Behavioral Patterns (expanded)

Behavioral patterns are about algorithms and object responsibilities: how objects interact and distribute work.

Observer

Intent: Define a one-to-many dependency between objects so that when one object changes state, all its dependents are notified.

Problem: Objects need to notify others about state changes without tight coupling.

Consequences: Promotes decoupling between subject and observers; can lead to update cascades.

Example (subject with subscribe/notify using std::function):

#include <functional>
#include <vector>
#include <algorithm>

class Subject {
    std::vector<std::function<void(int)>> observers;
public:
    void subscribe(std::function<void(int)> obs){ observers.push_back(std::move(obs)); }
    void unsubscribe(const std::function<void(int)>& /*placeholder*/) { /* removal strategy omitted for brevity */ }
    void setValue(int v){ for(auto &o: observers) o(v); }
};

Notes: Real implementations need a way to remove observers and consider lifetime issues (weak references).

Strategy

Intent: Define a family of interchangeable algorithms and make them selectable at runtime.

Example:

struct Strategy { virtual int operate(int a,int b)=0; virtual ~Strategy()=default; };
struct Add : Strategy { int operate(int a,int b) override { return a+b; } };
struct Mul : Strategy { int operate(int a,int b) override { return a*b; } };
struct Context { std::unique_ptr<Strategy> s; int execute(int a,int b){ return s->operate(a,b); } };

Command

Intent: Encapsulate a request as an object, enabling parameterization, queuing, logging, and undo.

Example (simple command type):

struct Command { virtual void execute() = 0; virtual ~Command()=default; };
struct PrintCommand : Command { std::string m; PrintCommand(std::string s):m(std::move(s)){} void execute() override { std::puts(m.c_str()); } };

Undo support requires storing inverse operations or state snapshots.

Iterator

Intent: Provide a way to access elements of an aggregate sequentially without exposing its internal structure.

Example: use STL iterators; custom iterator implements operator++, operator*, comparison.

Mediator

Intent: Define an object that centralizes communication between a set of objects, reducing direct dependencies.

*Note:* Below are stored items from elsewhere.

//! In-memory slot store.

use std::collections::HashMap;
use std::sync::{Arc, Mutex, MutexGuard, PoisonError};

use backlot_core::asset::AssetId;
use backlot_core::time::Clock;

use crate::domain::phase::JobPhase;
use crate::domain::slot::AssetSlot;

/// Process-local store of asset slots.
///
/// Slots are created `Idle` on first reference and never destroyed within a
/// session. The map lock is held only for the duration of a single read or
/// write, never across an `await`; readers receive cloned snapshots.
#[derive(Clone)]
pub struct SlotStore {
    slots: Arc<Mutex<HashMap<AssetId, AssetSlot>>>,
    clock: Arc<dyn Clock>,
}

impl SlotStore {
    /// Creates an empty store stamping mutations with `clock`.
    #[must_use]
    pub fn new(clock: Arc<dyn Clock>) -> Self {
        Self {
            slots: Arc::new(Mutex::new(HashMap::new())),
            clock,
        }
    }

    // Slot data is plain values; a poisoned lock cannot leave it invalid.
    fn lock(&self) -> MutexGuard<'_, HashMap<AssetId, AssetSlot>> {
        self.slots.lock().unwrap_or_else(PoisonError::into_inner)
    }

    /// Returns a snapshot of the slot, creating it `Idle` on first
    /// reference.
    #[must_use]
    pub fn get(&self, id: &AssetId) -> AssetSlot {
        let now = self.clock.now();
        let mut slots = self.lock();
        slots
            .entry(id.clone())
            .or_insert_with(|| AssetSlot::idle(id.clone(), now))
            .clone()
    }

    /// Returns a snapshot of the slot without creating it.
    #[must_use]
    pub fn peek(&self, id: &AssetId) -> Option<AssetSlot> {
        self.lock().get(id).cloned()
    }

    /// Applies a merge-style mutation: `apply` touches only the fields it
    /// names, then `updated_at` is stamped. Creates the slot if absent.
    pub fn update(&self, id: &AssetId, apply: impl FnOnce(&mut AssetSlot)) {
        let now = self.clock.now();
        let mut slots = self.lock();
        let slot = slots
            .entry(id.clone())
            .or_insert_with(|| AssetSlot::idle(id.clone(), now));
        apply(slot);
        slot.updated_at = now;
    }

    /// Atomically claims the slot for a new run.
    ///
    /// Returns `false` without touching the slot when a run is already in
    /// flight (any phase from which `AwaitingCredential` is not a legal
    /// successor); otherwise moves the slot to `AwaitingCredential`, clears
    /// any previous error, and returns `true`.
    pub fn try_begin(&self, id: &AssetId) -> bool {
        let now = self.clock.now();
        let mut slots = self.lock();
        let slot = slots
            .entry(id.clone())
            .or_insert_with(|| AssetSlot::idle(id.clone(), now));
        if !slot.phase.can_transition_to(JobPhase::AwaitingCredential) {
            return false;
        }
        slot.set_phase(JobPhase::AwaitingCredential);
        slot.error = None;
        slot.updated_at = now;
        true
    }

    /// Returns the slot to its initial state: `Idle` with no narration,
    /// artifact, or error. Idempotent for any prior phase.
    pub fn reset(&self, id: &AssetId) {
        self.update(id, |slot| {
            slot.set_phase(JobPhase::Idle);
            slot.narration = None;
            slot.artifact = None;
            slot.error = None;
        });
    }

    /// Returns snapshots of every known slot, ordered by asset id.
    #[must_use]
    pub fn snapshot_all(&self) -> Vec<AssetSlot> {
        let mut all: Vec<AssetSlot> = self.lock().values().cloned().collect();
        all.sort_by(|a, b| a.id.cmp(&b.id));
        all
    }
}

Use when many-to-many relationships between objects become complex to manage.

Memento

Intent: Capture and externalize an object's internal state so it can be restored later without violating encapsulation.

Example sketch: Memento holds a snapshot of state; Originator creates/restores memento; Caretaker stores mementos.

State

Intent: Allow an object to change its behavior when its internal state changes by delegating behavior to state objects.

Template Method

Intent: Define the skeleton of an algorithm in a method, deferring some steps to subclasses.

Example:

class Abstract {
public:
    void run(){ step1(); step2(); }
protected:
    virtual void step1() = 0;
    virtual void step2() = 0;
};

Visitor

Intent: Represent an operation to be performed on elements of an object structure without changing the elements.

Use when you need to add operations to a class hierarchy frequently.

Example idea: each element implements accept(Visitor&) and the visitor implements visit(ElementType&) overloads.


C++ Tips and Idioms

  • Prefer std::unique_ptr / std::shared_ptr for lifetime management where appropriate.
  • Prefer value semantics for small objects and use = default/= delete for special member functions.
  • Use std::function for general callbacks; prefer templates/inline functions for hot code paths.
  • Use RAII for resource management; avoid manual new/delete in library code.
  • Be mindful of object slicing; use pointers or references for polymorphism.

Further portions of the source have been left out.